Il guaio è che una volta rottamati il vecchio

gruppo dirigente e i vecchi leader, i

nuovi fanno prestissimo a invecchiare, almeno

agli occhi di chi li ha applauditi e

sostenuti proprio per questo. Come se

l’eterno sogno del grande rinnovamento

non potesse mai realizzarsi. Per quanto si

possa abbassare l’età anagrafica del leader

di turno (fosse solo quello, Renzi è stato il

più giovane presidente del Consiglio della

storia repubblicana); per quanto si possano

destrutturare, smantellare o semplicemente

lasciare ammuffire sezioni, federazioni e

comitati centrali, sostituiti dai gazebo delle

primarie e dalle interviste in tv; per quanto

lontano ci si possa inoltrare sulla strada

dell’azzeramento dei protagonisti e dei

simboli del passato, l’impressione è che

non basterà mai, che quel sogno non si potrà

realizzare perché è irrealizzabile, o forse

semplicemente contraddittorio. Perché

il leader più nuovo, più giovane, più estraneo

al vecchio gruppo dirigente e alle sue

deprecate correnti – e chi più di Schlein,

che al momento di lanciare la sua candidatura

a quel partito non era neanche iscritta,

e che gli iscritti a quel partito, al primo

turno delle primarie, non hanno infatti

nemmeno votato (in maggioranza) – alla fin

fine, una volta eletto, sarà per ciò stesso già

di nuovo e sempre un rappresentante di

quel partito, di quel gruppo dirigente, di

quella “vecchia politica” che tanto dispiace

a molti osservatori. Quasi avessero di un

leader della sinistra l’immagine che gli uomini

di un tempo (un brutto tempo) avevano

della donna, sublime e idealizzata proprio

perché esiliata dal mondo reale, pura e vergine

da ogni contatto con le bassezze della

realtà da cui si voleva tenerla lontana.

Ecco perché quelle stesse caratteristiche

inizialmente motivo di lode sperticata diventano

all’indomani della vittoria, congressuale

o elettorale che sia, cioè non appena

entrate in contatto con il potere, ragione

di biasimo e persino di irrisione. In

un attimo, l’adorabile bonomia del buon

padre di famiglia diventa l’intollerabile paternalismo

del vecchio trombone, il coraggio

iconoclasta del giovane favoloso diventa

la spregiudicatezza del solito stronzo, la

genuina freschezza della normalità diventa

la vuota banalità di chi semplicemente non

ha niente da dire.

Nel repentino cambio di umore che caratterizza

i rapporti di Schlein con la stampa

non c’è insomma niente di nuovo.

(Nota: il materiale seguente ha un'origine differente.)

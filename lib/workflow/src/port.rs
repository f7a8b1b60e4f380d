//! Port system for workflow nodes.
//!
//! Ports are named connection points on nodes. Each port declares the data
//! type it accepts (input) or produces (output), whether it must be
//! connected, and how many connections may target or leave it.

use std::fmt;

use serde::{Deserialize, Serialize};
use serde_json::Value as JsonValue;

/// The conventional port name used when a connection does not name one.
pub const DEFAULT_PORT: &str = "main";

/// The data type carried by a port.
#[derive(Debug, Clone, Copy, PartialEq, Eq, Default, Serialize, Deserialize)]
#[serde(rename_all = "snake_case")]
pub enum PortDataType {
    /// Accepts any JSON value.
    #[default]
    Any,
    /// JSON string.
    String,
    /// JSON number.
    Number,
    /// JSON boolean.
    Boolean,
    /// JSON object.
    Object,
    /// JSON array.
    Array,
}

impl PortDataType {
    /// Returns true if the given JSON value is acceptable for this type.
    #[must_use]
    pub fn accepts(&self, value: &JsonValue) -> bool {
        match self {
            Self::Any => true,
            Self::String => value.is_string(),
            Self::Number => value.is_number(),
            Self::Boolean => value.is_boolean(),
            Self::Object => value.is_object(),
            Self::Array => value.is_array(),
        }
    }
}

impl fmt::Display for PortDataType {
    fn fmt(&self, f: &mut fmt::Formatter<'_>) -> fmt::Result {
        f.write_str(match self {
            Self::Any => "any",
            Self::String => "string",
            Self::Number => "number",
            Self::Boolean => "boolean",
            Self::Object => "object",
            Self::Array => "array",
        })
    }
}

/// A named input or output slot on a workflow node.
#[derive(Debug, Clone, PartialEq, Eq, Serialize, Deserialize)]
pub struct Port {
    /// The name of this port.
    pub id: String,
    /// The data type this port carries.
    pub data_type: PortDataType,
    /// Whether this port must be connected (inputs only).
    pub required: bool,
    /// Maximum number of connections allowed on this port.
    /// `None` means unlimited.
    pub max_connections: Option<u32>,
}

impl Port {
    /// Creates a new required port.
    #[must_use]
    pub fn required(id: impl Into<String>, data_type: PortDataType) -> Self {
        Self {
            id: id.into(),
            data_type,
            required: true,
            max_connections: None,
        }
    }

    /// Creates a new optional port.
    #[must_use]
    pub fn optional(id: impl Into<String>, data_type: PortDataType) -> Self {
        Self {
            id: id.into(),
            data_type,
            required: false,
            max_connections: None,
        }
    }

    /// Creates the conventional default port, accepting any value.
    #[must_use]
    pub fn main() -> Self {
        Self::optional(DEFAULT_PORT, PortDataType::Any)
    }

    /// Limits the number of connections allowed on this port.
    #[must_use]
    pub fn with_max_connections(mut self, max: u32) -> Self {
        self.max_connections = Some(max);
        self
    }

    /// Limits this port to a single connection.
    #[must_use]
    pub fn single(self) -> Self {
        self.with_max_connections(1)
    }
}

#[cfg(test)]
mod tests {
    use super::*;

    #[test]
    fn any_accepts_everything() {
        let any = PortDataType::Any;
        assert!(any.accepts(&serde_json::json!("text")));
        assert!(any.accepts(&serde_json::json!(42)));
        assert!(any.accepts(&serde_json::json!({"a": 1})));
        assert!(any.accepts(&serde_json::json!(null)));
    }

    #[test]
    fn typed_ports_reject_mismatches() {
        assert!(PortDataType::String.accepts(&serde_json::json!("text")));
        assert!(!PortDataType::String.accepts(&serde_json::json!(42)));
        assert!(PortDataType::Object.accepts(&serde_json::json!({"a": 1})));
        assert!(!PortDataType::Object.accepts(&serde_json::json!([1, 2])));
    }

    #[test]
    fn port_builders() {
        let port = Port::required("data", PortDataType::Object).single();
        assert!(port.required);
        assert_eq!(port.max_connections, Some(1));

        let port = Port::main();
        assert_eq!(port.id, DEFAULT_PORT);
        assert!(!port.required);
        assert_eq!(port.max_connections, None);
    }

    #[test]
    fn port_serde_roundtrip() {
        let port = Port::optional("out", PortDataType::Array).with_max_connections(4);
        let json = serde_json::to_string(&port).expect("serialize");
        let parsed: Port = serde_json::from_str(&json).expect("deserialize");
        assert_eq!(port, parsed);
    }
}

Ciò

nonostante, molti si sono stupiti per il modo

in cui di recente è stata incalzata a “Otto e

Mezzo” da Lilli Gruber (“Ma chi la capisce

se parla così?”), peraltro proprio mentre

ripeteva quello che ha sempre detto in tema

di immigrazione, che non è solo uno dei

pochi argomenti su cui onestamente ha

sempre detto cose piuttosto chiare e precise,

ma è anche un po’ il suo cavallo di battaglia,

con cui si era fatta conoscere e apprezzare

sin dai tempi in cui era ancora parlamentare

europea.

Non per niente, nel febbraio del 2020,

Concita De Gregorio citava proprio i suoi

interventi sull’immigrazione e il trattato di

Dublino, quando dichiarava in tv, a proposito

di Schlein: “E’ il mondo in cui io vorrei

vivere, è gli occhi da cui io vorrei vedere,

l’Italia sarebbe meravigliosa se fosse davvero

e soltanto popolata di persone che

hanno… ma non per le qualità, per la normalità,

per la naturalezza…Elly è normale,

o sarebbe bello che fosse normale, perché è

molto competente, cioè sa sempre di cosa

parla”.

Eppure, appena tre anni dopo, l’8 giugno

scorso, De Gregorio scrive sulla Stampa:

“Schlein è figlia, per formazione e anagrafe,

della tradizione dei movimenti, del dibattito

stremante e collegiale, del confronto

in assemblea territoriale. Dal punto di

vista del lessico padroneggia una serie di

circonlocuzioni in uso appunto nei collettivi,

frasi talmente generiche e larghe da

contenere tutto e non dire niente. E’ quella

che al convegno ascolti un’ora riempiendo

il taccuino e poi non trovi il titolo…”.

In questa dinamica sta forse la suprema

giustizia della politica italiana: quella stessa

vaghezza con cui puoi presentarti da oppositore,

rispetto alla dirigenza del tuo partito

come rispetto alla maggioranza di governo,

non ti è consentita da leader, quando

hai la responsabilità di chiarire dove

vuoi portare il partito o il paese (o entrambi),

e non basta più dire che così non va e l’è

tutto da rifare. Se hai abusato prima di

quella scorciatoia, si potrebbe pensare, è

giusto che tu debba scontare poi il vantaggio

indebitamente acquisito.

Il risultato però è che sempre più spesso

i politici sono acclamati quando declamano

discorsi vuoti per prendere facili applausi

e derisi quando si sforzano di correggere

il tiro. E questa è forse la suprema

ingiustizia della politica italiana, specialmente

a sinistra.

Forse l’apparente invincibilità di Dario

Franceschini viene proprio dalla sua prematura

esperienza come segretario, quando

subentrò a Walter Veltroni (di cui era

vice) di fatto in qualità di reggente, per pochi

mesi appena, e poi, ingolosito, si candidò

a succedergli al congresso, ovviamente

anche lui tuonando contro “quelli che

c’erano prima” (cioè, tecnicamente, lui, e

nessun altro, trattandosi di partito allora

appena nato) in nome del rinnovamento e

della lotta contro le correnti.

Sonoramente sconfitto da Pier Luigi Bersani

alle primarie nell’ottobre del 2009, da

allora in poi, mantenendosi giusto un passo

indietro rispetto al ruolo di leader, non ha

più perso un congresso, né un giro di poltrone.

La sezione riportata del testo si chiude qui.